[Items from a dataset]
-----
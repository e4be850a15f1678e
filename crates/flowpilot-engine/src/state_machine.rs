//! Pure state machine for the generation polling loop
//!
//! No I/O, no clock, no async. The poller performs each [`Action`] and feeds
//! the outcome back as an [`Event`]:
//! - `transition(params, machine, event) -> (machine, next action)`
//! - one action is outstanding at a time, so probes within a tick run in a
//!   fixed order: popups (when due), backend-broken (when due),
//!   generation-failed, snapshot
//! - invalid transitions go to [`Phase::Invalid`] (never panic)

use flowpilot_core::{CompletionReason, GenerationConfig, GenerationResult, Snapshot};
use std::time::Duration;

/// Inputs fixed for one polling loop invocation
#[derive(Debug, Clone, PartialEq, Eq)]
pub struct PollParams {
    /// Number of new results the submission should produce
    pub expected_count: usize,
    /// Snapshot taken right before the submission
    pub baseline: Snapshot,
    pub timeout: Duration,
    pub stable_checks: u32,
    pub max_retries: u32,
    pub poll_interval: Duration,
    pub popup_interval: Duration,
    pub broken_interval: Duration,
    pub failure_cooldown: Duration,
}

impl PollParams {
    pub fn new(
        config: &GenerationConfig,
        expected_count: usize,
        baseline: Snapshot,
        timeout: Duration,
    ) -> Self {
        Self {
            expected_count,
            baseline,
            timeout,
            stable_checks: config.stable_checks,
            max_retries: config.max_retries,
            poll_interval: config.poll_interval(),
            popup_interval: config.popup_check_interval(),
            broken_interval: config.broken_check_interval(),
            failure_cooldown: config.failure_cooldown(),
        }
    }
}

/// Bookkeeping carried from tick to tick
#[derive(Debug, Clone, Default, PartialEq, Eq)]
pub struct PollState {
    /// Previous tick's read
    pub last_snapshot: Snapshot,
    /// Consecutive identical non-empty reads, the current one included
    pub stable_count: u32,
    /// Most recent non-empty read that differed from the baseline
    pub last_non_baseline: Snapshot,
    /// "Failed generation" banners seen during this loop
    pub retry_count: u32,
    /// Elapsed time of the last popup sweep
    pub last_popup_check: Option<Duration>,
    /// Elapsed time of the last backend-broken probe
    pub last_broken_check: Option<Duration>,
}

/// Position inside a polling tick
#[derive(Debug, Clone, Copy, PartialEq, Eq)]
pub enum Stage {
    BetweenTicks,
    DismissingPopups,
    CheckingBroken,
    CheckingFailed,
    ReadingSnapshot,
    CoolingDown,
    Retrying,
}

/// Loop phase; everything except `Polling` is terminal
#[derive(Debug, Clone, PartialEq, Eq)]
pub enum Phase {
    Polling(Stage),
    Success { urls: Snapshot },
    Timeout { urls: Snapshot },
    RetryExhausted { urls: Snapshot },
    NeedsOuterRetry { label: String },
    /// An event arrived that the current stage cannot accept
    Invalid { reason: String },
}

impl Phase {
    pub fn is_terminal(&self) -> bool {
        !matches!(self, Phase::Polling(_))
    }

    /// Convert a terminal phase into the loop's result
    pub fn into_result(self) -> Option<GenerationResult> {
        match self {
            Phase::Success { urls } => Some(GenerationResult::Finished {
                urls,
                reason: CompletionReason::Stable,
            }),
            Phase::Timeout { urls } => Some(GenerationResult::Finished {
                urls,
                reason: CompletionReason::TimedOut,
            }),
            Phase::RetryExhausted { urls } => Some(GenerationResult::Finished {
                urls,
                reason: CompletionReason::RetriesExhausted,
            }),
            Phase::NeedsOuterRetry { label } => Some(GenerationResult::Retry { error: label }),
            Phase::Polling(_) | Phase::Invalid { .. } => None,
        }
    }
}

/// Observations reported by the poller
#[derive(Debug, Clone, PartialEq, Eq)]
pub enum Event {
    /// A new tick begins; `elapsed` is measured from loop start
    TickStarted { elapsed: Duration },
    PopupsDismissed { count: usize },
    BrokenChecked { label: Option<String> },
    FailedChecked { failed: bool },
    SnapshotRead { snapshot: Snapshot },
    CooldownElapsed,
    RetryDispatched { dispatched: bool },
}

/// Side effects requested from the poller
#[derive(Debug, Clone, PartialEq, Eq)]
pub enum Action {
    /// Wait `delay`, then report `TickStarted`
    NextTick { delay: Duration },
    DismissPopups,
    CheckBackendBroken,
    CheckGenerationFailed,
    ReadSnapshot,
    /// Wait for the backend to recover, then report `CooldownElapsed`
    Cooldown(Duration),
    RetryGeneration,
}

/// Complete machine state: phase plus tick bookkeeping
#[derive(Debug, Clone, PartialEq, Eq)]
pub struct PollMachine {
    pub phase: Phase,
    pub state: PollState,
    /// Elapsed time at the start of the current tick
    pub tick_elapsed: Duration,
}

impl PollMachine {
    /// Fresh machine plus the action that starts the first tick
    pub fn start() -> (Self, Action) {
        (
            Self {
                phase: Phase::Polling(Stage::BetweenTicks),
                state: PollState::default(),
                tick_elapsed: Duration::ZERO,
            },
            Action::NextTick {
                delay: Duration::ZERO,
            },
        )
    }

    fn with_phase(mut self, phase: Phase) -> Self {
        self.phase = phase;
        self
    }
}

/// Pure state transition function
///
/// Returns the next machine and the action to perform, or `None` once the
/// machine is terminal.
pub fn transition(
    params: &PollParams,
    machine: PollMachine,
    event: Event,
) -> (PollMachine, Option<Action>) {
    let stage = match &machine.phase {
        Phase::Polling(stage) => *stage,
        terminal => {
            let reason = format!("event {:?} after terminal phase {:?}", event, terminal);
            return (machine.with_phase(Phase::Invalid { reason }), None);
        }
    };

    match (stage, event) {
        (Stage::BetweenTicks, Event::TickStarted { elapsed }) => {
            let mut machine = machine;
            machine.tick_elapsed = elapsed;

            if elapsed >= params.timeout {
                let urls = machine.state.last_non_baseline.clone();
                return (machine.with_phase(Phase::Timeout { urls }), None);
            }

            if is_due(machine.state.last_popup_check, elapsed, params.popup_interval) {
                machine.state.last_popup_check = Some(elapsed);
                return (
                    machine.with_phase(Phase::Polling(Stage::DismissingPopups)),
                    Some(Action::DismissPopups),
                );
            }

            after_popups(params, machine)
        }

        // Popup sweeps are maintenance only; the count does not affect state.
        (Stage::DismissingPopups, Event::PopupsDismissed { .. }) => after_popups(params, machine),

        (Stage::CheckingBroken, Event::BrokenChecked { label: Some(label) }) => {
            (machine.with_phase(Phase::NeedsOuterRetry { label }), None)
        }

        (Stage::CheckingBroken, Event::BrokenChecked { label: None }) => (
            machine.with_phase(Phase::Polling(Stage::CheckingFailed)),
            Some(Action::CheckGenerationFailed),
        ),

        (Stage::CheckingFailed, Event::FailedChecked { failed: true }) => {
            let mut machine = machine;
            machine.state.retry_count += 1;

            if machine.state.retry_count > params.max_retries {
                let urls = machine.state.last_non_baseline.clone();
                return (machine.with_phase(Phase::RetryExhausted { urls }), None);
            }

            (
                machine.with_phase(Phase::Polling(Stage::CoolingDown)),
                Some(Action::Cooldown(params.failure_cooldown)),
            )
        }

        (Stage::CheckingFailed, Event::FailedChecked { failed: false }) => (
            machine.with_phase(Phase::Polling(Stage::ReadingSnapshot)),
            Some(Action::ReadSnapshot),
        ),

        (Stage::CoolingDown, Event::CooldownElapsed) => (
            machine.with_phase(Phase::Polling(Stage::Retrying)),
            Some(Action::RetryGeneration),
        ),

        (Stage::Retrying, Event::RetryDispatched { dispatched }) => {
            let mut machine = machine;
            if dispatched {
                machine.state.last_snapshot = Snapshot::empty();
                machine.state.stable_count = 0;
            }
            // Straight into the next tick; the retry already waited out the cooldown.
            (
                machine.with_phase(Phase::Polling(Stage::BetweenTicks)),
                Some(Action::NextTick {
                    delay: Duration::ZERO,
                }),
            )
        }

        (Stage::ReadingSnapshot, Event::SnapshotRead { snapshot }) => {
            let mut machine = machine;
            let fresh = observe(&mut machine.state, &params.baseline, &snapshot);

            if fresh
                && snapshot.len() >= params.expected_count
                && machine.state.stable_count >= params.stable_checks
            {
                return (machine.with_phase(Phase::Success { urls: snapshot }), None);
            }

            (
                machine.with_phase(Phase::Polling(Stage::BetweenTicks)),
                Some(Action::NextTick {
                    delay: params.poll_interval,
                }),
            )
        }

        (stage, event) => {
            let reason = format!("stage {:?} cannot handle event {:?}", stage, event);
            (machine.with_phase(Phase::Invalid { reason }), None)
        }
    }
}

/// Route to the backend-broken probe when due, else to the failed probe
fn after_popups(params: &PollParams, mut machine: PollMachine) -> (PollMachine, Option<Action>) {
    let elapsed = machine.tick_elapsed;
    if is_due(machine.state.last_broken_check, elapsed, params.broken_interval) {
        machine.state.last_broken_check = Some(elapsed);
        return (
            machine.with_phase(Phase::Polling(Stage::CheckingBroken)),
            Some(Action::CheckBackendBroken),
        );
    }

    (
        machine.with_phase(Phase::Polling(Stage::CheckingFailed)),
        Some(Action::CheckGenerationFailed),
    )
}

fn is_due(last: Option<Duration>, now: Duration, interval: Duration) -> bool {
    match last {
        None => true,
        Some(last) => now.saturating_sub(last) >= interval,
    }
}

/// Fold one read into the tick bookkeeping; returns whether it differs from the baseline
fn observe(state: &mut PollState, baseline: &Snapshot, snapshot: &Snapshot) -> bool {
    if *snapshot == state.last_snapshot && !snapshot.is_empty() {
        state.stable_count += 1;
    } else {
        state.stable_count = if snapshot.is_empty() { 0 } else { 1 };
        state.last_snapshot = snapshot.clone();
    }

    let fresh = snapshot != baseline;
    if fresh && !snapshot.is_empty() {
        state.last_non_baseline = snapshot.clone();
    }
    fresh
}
-----
[TRY IT]
Please report every line among the entries that includes "Pure".

[ANSWER FOR THIS EXERCISE]
//! Pure state machine for the generation polling loop
/// Pure state transition function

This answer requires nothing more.